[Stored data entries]
┄┄┄┄┄┄┄┄┄┄┄┄┄┄┄┄┄┄┄┄

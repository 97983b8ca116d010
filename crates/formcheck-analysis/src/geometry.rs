//! Geometry primitives over landmark positions.
//!
//! Everything here is frame-local: all positions fed to one call must come
//! from the same pose snapshot.

use formcheck_models::Landmark;

use crate::error::{AnalysisError, AnalysisResult};

/// Slope magnitude at or above which a line is treated as vertical.
///
/// Near-vertical lines produce unstable huge slope values; anything at or
/// beyond this threshold maps to the symbolic [`Slope::Infinite`].
pub const DEFAULT_INF_THRESHOLD: f64 = 100.0;

/// Slope of a line between two landmarks: a finite value, or the symbolic
/// infinity used for vertical and near-vertical lines.
#[derive(Debug, Clone, Copy, PartialEq)]
pub enum Slope {
    Finite(f64),
    Infinite,
}

impl Slope {
    /// Absolute value; infinity is its own absolute value.
    pub fn abs(self) -> Slope {
        match self {
            Slope::Finite(m) => Slope::Finite(m.abs()),
            Slope::Infinite => Slope::Infinite,
        }
    }

    pub fn is_infinite(self) -> bool {
        matches!(self, Slope::Infinite)
    }
}

/// Euclidean magnitude of a 3D vector.
pub fn magnitude(v: (f64, f64, f64)) -> f64 {
    (v.0 * v.0 + v.1 * v.1 + v.2 * v.2).sqrt()
}

/// Angle at `target` between the rays toward `adj1` and `adj2`, in radians.
///
/// Computed as `arccos((adj1-target)·(adj2-target) / (|adj1-target||adj2-target|))`.
/// A zero-magnitude difference vector means two landmarks collapsed onto the
/// same position; that is signaled as [`AnalysisError::DegenerateGeometry`]
/// rather than silently producing NaN.
pub fn angle(target: &Landmark, adj1: &Landmark, adj2: &Landmark) -> AnalysisResult<f64> {
    let t1 = (adj1.x - target.x, adj1.y - target.y, adj1.z - target.z);
    let t2 = (adj2.x - target.x, adj2.y - target.y, adj2.z - target.z);

    let mag1 = magnitude(t1);
    let mag2 = magnitude(t2);
    if mag1 == 0.0 || mag2 == 0.0 {
        return Err(AnalysisError::DegenerateGeometry);
    }

    let dot = t1.0 * t2.0 + t1.1 * t2.1 + t1.2 * t2.2;
    // Clamp against floating-point drift pushing the cosine out of [-1, 1].
    Ok((dot / (mag1 * mag2)).clamp(-1.0, 1.0).acos())
}

/// Slope of the image-plane line from `p1` to `p2`.
///
/// Vertical lines (`p2.x == p1.x`) and slopes whose magnitude reaches
/// `inf_threshold` map to [`Slope::Infinite`]; a finite result's magnitude is
/// always strictly below the threshold.
pub fn slope(p1: &Landmark, p2: &Landmark, inf_threshold: f64) -> Slope {
    if p2.x - p1.x == 0.0 {
        return Slope::Infinite;
    }
    let m = (p2.y - p1.y) / (p2.x - p1.x);
    if m.abs() >= inf_threshold {
        return Slope::Infinite;
    }
    Slope::Finite(m)
}

/// Symmetric percent difference between an actual and a desired value,
/// `|desired - actual| / ((desired + actual) / 2) * 100`.
///
/// Special cases, in evaluation order:
/// - desired is zero: returns `actual * 100` (the standard formula would pin
///   any deviation from a zero target at 200%; a zero target means any
///   deviation is proportionally large);
/// - both operands infinite: `0`, perfect agreement;
/// - actual infinite, desired finite: unconditional `+inf`;
/// - actual finite, desired infinite: the standard formula with
///   `inf_threshold` substituted for the infinite operand. An infinite
///   *target* slope is unattainable, so actual values are compared against
///   the threshold that declared infinity in the first place.
///
/// The asymmetry between the last two branches is deliberate; do not "fix" it.
pub fn percent_diff(actual: Slope, desired: Slope, inf_threshold: f64) -> f64 {
    if desired == Slope::Finite(0.0) {
        return match actual {
            Slope::Finite(a) => a * 100.0,
            Slope::Infinite => f64::INFINITY,
        };
    }
    match (actual, desired) {
        (Slope::Infinite, Slope::Infinite) => 0.0,
        (Slope::Infinite, Slope::Finite(_)) => f64::INFINITY,
        (Slope::Finite(a), Slope::Infinite) => {
            (a - inf_threshold).abs() / ((a + inf_threshold) / 2.0) * 100.0
        }
        (Slope::Finite(a), Slope::Finite(d)) => (d - a).abs() / ((d + a) / 2.0) * 100.0,
    }
}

┄┄┄┄┄┄┄┄┄┄┄┄┄┄┄┄┄┄┄┄

*EXERCISE INSTRUCTIONS*: Using the data above, show each line where "standard" occurs.

*OUTPUT OF THE TASK*:
/// - desired is zero: returns `actual * 100` (the standard formula would pin
/// - actual finite, desired infinite: the standard formula with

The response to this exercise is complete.